_ABOUT THIS EXERCISE_
Transcribe exactly the line containing "Ok(SearchEvent::Finished) => return" and each line after it, through the end of the entries, with nothing before or after.

_Dataset entries_
↓↓↓

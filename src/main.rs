//! Tor V3 Vanity Address Miner CLI
//!
//! Usage:
//!   t3v tor                  # Find an address starting with "tor"
//!   t3v abc -t 8 -d keys     # 8 workers, keys saved under ./keys
//!   t3v abc --keep-searching # Save every match until Ctrl+C

use anyhow::{bail, Context, Result};
use clap::Parser;
use crossbeam_channel::RecvTimeoutError;
use std::path::PathBuf;
use std::time::{Duration, Instant};
use tracing::{info, warn, Level};

use onion_vanity::config::{ControlConfig, DEFAULT_CONFIG_FILE};
use onion_vanity::search::DEFAULT_BATCH_SIZE;
use onion_vanity::{
    format_speed, logging, KeyPersister, MatchPolicy, SearchCoordinator, SearchError,
    SearchEvent, SearchOptions, SearchTarget, SessionHandle,
};

#[derive(Parser)]
#[command(name = "t3v")]
#[command(about = "Tor V3 vanity onion address miner")]
#[command(version)]
struct Cli {
    /// Desired address prefix (a-z, 2-7). Defaults to the config file's matchString
    prefix: Option<String>,

    /// Output directory for generated keys
    #[arg(short, long, default_value = "keys")]
    dst: PathBuf,

    /// Number of worker threads. Defaults to the config file's threadCount
    #[arg(short = 't', long)]
    threads: Option<usize>,

    /// Config file remembering prefix and thread count
    #[arg(short, long, default_value = DEFAULT_CONFIG_FILE)]
    config: PathBuf,

    /// Write the effective prefix and thread count back to the config file
    #[arg(long)]
    save_config: bool,

    /// Keep mining after the first match and save every hit
    #[arg(long)]
    keep_searching: bool,

    /// Attempts per worker between stop checks and progress flushes
    #[arg(short, long, default_value_t = DEFAULT_BATCH_SIZE)]
    batch_size: u64,

    /// Give up after this many seconds without a match
    #[arg(long)]
    timeout: Option<u64>,

    /// Seconds between progress reports
    #[arg(short, long, default_value_t = 10)]
    report_interval: u64,

    /// Only write the raw key files, not the Tor hidden service layout
    #[arg(long)]
    no_tor_files: bool,

    /// Enable debug logging
    #[arg(short, long)]
    verbose: bool,
}

/// Pretty duration formatter
struct PrettyDur(chrono::Duration);

impl PrettyDur {
    fn from_std(d: Duration) -> Self {
        Self(chrono::Duration::from_std(d).unwrap_or(chrono::Duration::zero()))
    }
}

impl std::fmt::Display for PrettyDur {
    fn fmt(&self, f: &mut std::fmt::Formatter<'_>) -> std::fmt::Result {
        if self.0.num_weeks() >= 52 {
            write!(f, "{} years, ", self.0.num_weeks() / 52)?;
        }
        if self.0.num_weeks() % 52 > 0 {
            write!(f, "{} weeks, ", self.0.num_weeks() % 52)?;
        }
        if self.0.num_days() % 7 > 0 {
            write!(f, "{} days, ", self.0.num_days() % 7)?;
        }
        if self.0.num_hours() % 24 > 0 {
            write!(f, "{} hours, ", self.0.num_hours() % 24)?;
        }
        if self.0.num_minutes() % 60 > 0 {
            write!(f, "{} minutes, ", self.0.num_minutes() % 60)?;
        }
        write!(f, "{} seconds", self.0.num_seconds() % 60)
    }
}

fn main() -> Result<()> {
    let cli = Cli::parse();

    if cli.verbose {
        logging::init_with_level(Level::DEBUG);
    } else {
        logging::init();
    }

    let stored = ControlConfig::load(&cli.config)
        .with_context(|| format!("loading {}", cli.config.display()))?;
    let prefix = cli.prefix.clone().unwrap_or(stored.match_string);
    let threads = cli.threads.unwrap_or(stored.thread_count);

    if cli.save_config {
        let config = ControlConfig {
            match_string: prefix.clone(),
            thread_count: threads,
        };
        config
            .save(&cli.config)
            .with_context(|| format!("saving {}", cli.config.display()))?;
        info!(path = %cli.config.display(), "saved config");
    }

    let target = SearchTarget::new(&prefix);
    let policy = if cli.keep_searching {
        MatchPolicy::KeepSearching
    } else {
        MatchPolicy::StopOnFirst
    };

    let persister = KeyPersister::new(&cli.dst).with_tor_files(!cli.no_tor_files);
    let coordinator = SearchCoordinator::new(persister).with_options(SearchOptions {
        batch_size: cli.batch_size,
        policy,
    });

    println!("=== Tor V3 Vanity Miner ===");
    println!("Prefix:  {:?}", target.prefix());
    println!("Output:  {}", cli.dst.display());
    println!("Threads: {}", threads);
    println!("Expect:  ~{:.2e} attempts", target.estimated_attempts() as f64);
    println!();

    let mut session = coordinator
        .start(threads, target)
        .context("starting search")?;

    let stop = session.stop_signal();
    ctrlc::set_handler(move || {
        eprintln!("\nStopping...");
        stop.request();
    })
    .context("installing Ctrl-C handler")?;

    println!("Searching... (Press Ctrl+C to stop)");
    println!();

    let mut found = 0usize;
    let outcome = drive(&session, &cli, &mut found);
    let progress = session.snapshot();
    session.stop();

    // Matches handed off while stopping are still saved; show them too
    for event in session.drain_found() {
        found += 1;
        report_found(found, event);
    }

    println!();
    println!("--- Final Statistics ---");
    println!("Attempts: {}", progress.attempts);
    println!("Elapsed:  {}", PrettyDur::from_std(progress.elapsed));
    println!(
        "Speed:    {} keys/sec",
        format_speed(progress.attempts_per_sec as u64)
    );

    match outcome {
        Err(e) if found == 0 => return Err(e.into()),
        Err(e) => warn!(error = %e, found, "search ended early"),
        Ok(()) => {}
    }
    if found == 0 && !cli.keep_searching {
        bail!("stopped before a match was found");
    }
    Ok(())
}

/// Render events and progress until the session ends, counting matches into `found`.
fn drive(session: &SessionHandle, cli: &Cli, found: &mut usize) -> Result<(), SearchError> {
    let report_interval = Duration::from_secs(cli.report_interval.max(1));
    let deadline = cli
        .timeout
        .map(|secs| (Duration::from_secs(secs), Instant::now() + Duration::from_secs(secs)));
    let expected = session.target().estimated_attempts() as f64;
    let mut last_report = Instant::now();
    let stop = session.stop_signal();

    loop {
        match session.events().recv_timeout(Duration::from_millis(100)) {
            Ok(event @ SearchEvent::Found { .. }) => {
                *found += 1;
                report_found(*found, event);
            }
            Ok(SearchEvent::WorkerFailed { .. }) => {}
            Ok(SearchEvent::Finished) => return Ok(()),
            Ok(SearchEvent::Aborted) => return Err(SearchError::Aborted),
            Err(RecvTimeoutError::Disconnected) => return Ok(()),
            Err(RecvTimeoutError::Timeout) => {}
        }

        if stop.is_requested() {
            return Ok(());
        }

        if let Some((timeout, deadline)) = deadline {
            if *found == 0 && Instant::now() >= deadline {
                return Err(SearchError::Timeout(timeout));
            }
        }

        if last_report.elapsed() >= report_interval {
            let progress = session.snapshot();
            let fraction = progress.attempts as f64 / expected;
            let eta = if progress.attempts_per_sec > 0.0 {
                Duration::from_secs_f64((expected / progress.attempts_per_sec).min(1e12))
            } else {
                Duration::ZERO
            };

            println!(
                "Progress: {:.2e} / {:.2e} keys ({:.4}%)",
                progress.attempts as f64,
                expected,
                fraction * 100.0
            );
            println!(
                "Speed: {} keys/sec",
                format_speed(progress.attempts_per_sec as u64)
            );
            println!(
                "Elapsed: {} / Est. total: {}",
                PrettyDur::from_std(progress.elapsed),
                PrettyDur::from_std(eta)
            );
            println!();

            last_report = Instant::now();
        }
    }
}

fn report_found(index: usize, event: SearchEvent) {
    if let SearchEvent::Found { key, persisted, .. } = event {
        println!("FOUND [{}]: {}", index, key.address.hostname());
        match persisted {
            Ok(dir) => println!("  Saved to: {}", dir.display()),
            Err(e) => warn!(error = %e, "match could not be saved"),
        }
    }
}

↑↑↑

_EXPECTED OUTPUT_
            Ok(SearchEvent::Finished) => return Ok(()),
            Ok(SearchEvent::Aborted) => return Err(SearchError::Aborted),
            Err(RecvTimeoutError::Disconnected) => return Ok(()),
            Err(RecvTimeoutError::Timeout) => {}
        }

        if stop.is_requested() {
            return Ok(());
        }

        if let Some((timeout, deadline)) = deadline {
            if *found == 0 && Instant::now() >= deadline {
                return Err(SearchError::Timeout(timeout));
            }
        }

        if last_report.elapsed() >= report_interval {
            let progress = session.snapshot();
            let fraction = progress.attempts as f64 / expected;
            let eta = if progress.attempts_per_sec > 0.0 {
                Duration::from_secs_f64((expected / progress.attempts_per_sec).min(1e12))
            } else {
                Duration::ZERO
            };

            println!(
                "Progress: {:.2e} / {:.2e} keys ({:.4}%)",
                progress.attempts as f64,
                expected,
                fraction * 100.0
            );
            println!(
                "Speed: {} keys/sec",
                format_speed(progress.attempts_per_sec as u64)
            );
            println!(
                "Elapsed: {} / Est. total: {}",
                PrettyDur::from_std(progress.elapsed),
                PrettyDur::from_std(eta)
            );
            println!();

            last_report = Instant::now();
        }
    }
}

fn report_found(index: usize, event: SearchEvent) {
    if let SearchEvent::Found { key, persisted, .. } = event {
        println!("FOUND [{}]: {}", index, key.address.hostname());
        match persisted {
            Ok(dir) => println!("  Saved to: {}", dir.display()),
            Err(e) => warn!(error = %e, "match could not be saved"),
        }
    }
}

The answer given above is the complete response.